Sacha Westerbeek is one of the people trying to help some of the one million Sudanese people who have fled their homes in what the UN is calling "the world's worst humanitarian crisis". She is working for the United Nations children's agency, Unicef, in Nyala, southern Darfur and is writing a diary for BBC News Online about her experiences.
Monday 26 July
Huge improvements have been made to Darfur's IDP (Internally Displaced Person) camps over the last months - especially keeping in mind the constraints the humanitarian organisations face in term of access due to insecurity and rain.
But still only about half of the IDP population or less presently has access to services such as health clinics and schools.
 Food rations are handed out once a month in the camps |
When you enter a camp, it looks more or less like peaceful and normal village life. The women and children fetch water, they cook, clean and look after their own or other children.
Even before entering the camp, you see people kilometres away in search of wood and grass.
If they are rich and lucky they have a donkey, if not they have to carry the loads themselves.
The women are in fact reluctant to leave the camp as harassment and sexual abuse still prevails, but they have no choice.
They need to earn money and build their shelters.
No privacy
Meanwhile the men sit, talk, drink tea and some of them have a small business to look after.
The living conditions in the camp are very different from what they are used to.
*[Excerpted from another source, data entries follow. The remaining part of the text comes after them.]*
//! Output sinks for soundshader.
//!
//! Both sinks place scheduled blocks on a frame-accurate [`Timeline`] and
//! expose the device clock the scheduler positions blocks against.

mod cpal_backend;
mod offline;
mod timeline;
mod traits;

pub use cpal_backend::{fill_device_buffer, skip_flushed, CpalOutput};
pub use offline::OfflineSink;
pub use timeline::Timeline;
pub use traits::AudioError;
//! Shared output side of the pipeline.
//!
//! Workers finish chunks out of order; `sync_write` restores stream order by
//! blocking each writer until the output cursor reaches its chunk's position.
//! The condition variable is broadcast after every write and on abort, so a
//! failure can never strand a waiting worker.

use std::io::Write;
use std::sync::{Condvar, Mutex};

use crate::error::{Error, Result};

pub struct OutputWriter<W> {
    state: Mutex<OutputState<W>>,
    ready: Condvar,
}

struct OutputState<W> {
    sink: W,
    position: u64,
    aborted: bool,
}

impl<W: Write> OutputWriter<W> {
    pub fn new(sink: W) -> Self {
        Self {
            state: Mutex::new(OutputState { sink, position: 0, aborted: false }),
            ready: Condvar::new(),
        }
    }

    /// Writes without position accounting. Used for the salt prefix and the
    /// trailing tag, outside the worker phase.
    pub fn write_raw(&self, data: &[u8]) -> Result<()> {
        let mut state = self.state.lock().expect("output lock");
        state.sink.write_all(data).map_err(Error::from)
    }

    /// Writes `data` at stream offset `position`, blocking until every byte
    /// before it has been written.
    ///
    /// # Errors
    ///
    /// [`Error::Aborted`] when another worker failed while this one waited;
    /// [`Error::Io`] when the sink itself fails (which also aborts peers).
    pub fn sync_write(&self, data: &[u8], position: u64) -> Result<()> {
        let mut state = self.state.lock().expect("output lock");
        while state.position != position && !state.aborted {
            state = self.ready.wait(state).expect("output lock");
        }
        if state.aborted {
            return Err(Error::Aborted);
        }

        if let Err(err) = state.sink.write_all(data) {
            state.aborted = true;
            self.ready.notify_all();
            return Err(err.into());
        }

        state.position += data.len() as u64;
        drop(state);
        self.ready.notify_all();
        Ok(())
    }

    /// Wakes every waiting worker into the aborted state.
    pub fn abort(&self) {
        self.state.lock().expect("output lock").aborted = true;
        self.ready.notify_all();
    }

    pub fn flush(&self) -> Result<()> {
        let mut state = self.state.lock().expect("output lock");
        state.sink.flush().map_err(Error::from)
    }
}

#[cfg(test)]
mod tests {
    use std::sync::Arc;
    use std::thread;

    use super::*;

    #[test]
    fn out_of_order_writes_come_out_ordered() {
        let writer = Arc::new(OutputWriter::new(Vec::new()));

        // Spawn writers for positions 4, 2, 0 in reverse order; each chunk is
        // 2 bytes, so they gate on one another.
        thread::scope(|scope| {
            for (position, byte) in [(4u64, b'c'), (2, b'b'), (0, b'a')] {
                let writer = Arc::clone(&writer);
                scope.spawn(move || writer.sync_write(&[byte; 2], position).unwrap());
            }
        });

        let state = Arc::into_inner(writer).unwrap().state.into_inner().unwrap();
        assert_eq!(state.sink, b"aabbcc");
        assert_eq!(state.position, 6);
    }

    #[test]
    fn abort_wakes_waiters() {
        let writer = Arc::new(OutputWriter::new(Vec::new()));

        thread::scope(|scope| {
            let waiting = Arc::clone(&writer);
            // Position 8 can never be reached; only abort releases it.
            let handle = scope.spawn(move || waiting.sync_write(b"x", 8));
            writer.abort();
            assert!(matches!(handle.join().unwrap(), Err(Error::Aborted)));
        });
    }

    #[test]
    fn raw_writes_skip_the_cursor() {
        let writer = OutputWriter::new(Vec::new());
        writer.write_raw(b"salt").unwrap();
        writer.sync_write(b"body", 0).unwrap();

        let state = writer.state.into_inner().unwrap();
        assert_eq!(state.sink, b"saltbody");
        assert_eq!(state.position, 4);
    }
}
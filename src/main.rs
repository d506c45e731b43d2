use std::process;

use mimalloc::MiMalloc;
use tracing_subscriber::EnvFilter;

use lockstream::cli::Cli;

// The worker pool allocates and frees large chunk buffers across threads;
// mimalloc keeps that cheap.
#[global_allocator]
static GLOBAL: MiMalloc = MiMalloc;

/// # Exit codes
/// * 0 - Success
/// * 1 - Error (message printed to stderr)
fn main() {
    tracing_subscriber::fmt()
        .with_env_filter(EnvFilter::from_default_env())
        .with_writer(std::io::stderr)
        .init();

    if let Err(e) = Cli::init().execute() {
        eprintln!("Error: {e:?}");
        process::exit(1);
    }
}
The shelters the families live in - sometimes with up to nine people - are the size of an average closet. Thousands and thousands of those shelters - some still without plastic sheeting - are packed together in a small space, which leaves absolutely no room for privacy.
In the camps they are separated from their cattle and deprived of land to cultivate their crops; this makes them dependent on the food rations provided by World Food Programme.
These rations are only handed out once a month and generally don't seem to be enough to feed an entire family.
Sometimes the IDPs sell part of their ration in order to buy other things they require.
Save money
A few days ago I met 20-year-old Halima who lives in Kass IDP camp.
After the attack on her village near Kailek she, her father and five younger siblings fled to Kass.
 Some women in the camps make baskets to earn money |
Halima is not going to school but tries to earn some money to support her family. I find her sitting in front of her shelter making a grass basket for the family.
She has no intention of selling it, but many other women do.
Halima prefers to take other jobs to earn money such as doing laundry or going shopping in town.
She even helps with the construction of buildings by carrying the bricks and the sand used for the cement.
The small jobs allow her to save some money, which in this instance she used to buy four bundles of dried grass to make her basket.
Although this is her first attempt at making this kind of traditional craft, she is proud and pleased with the progress she is making.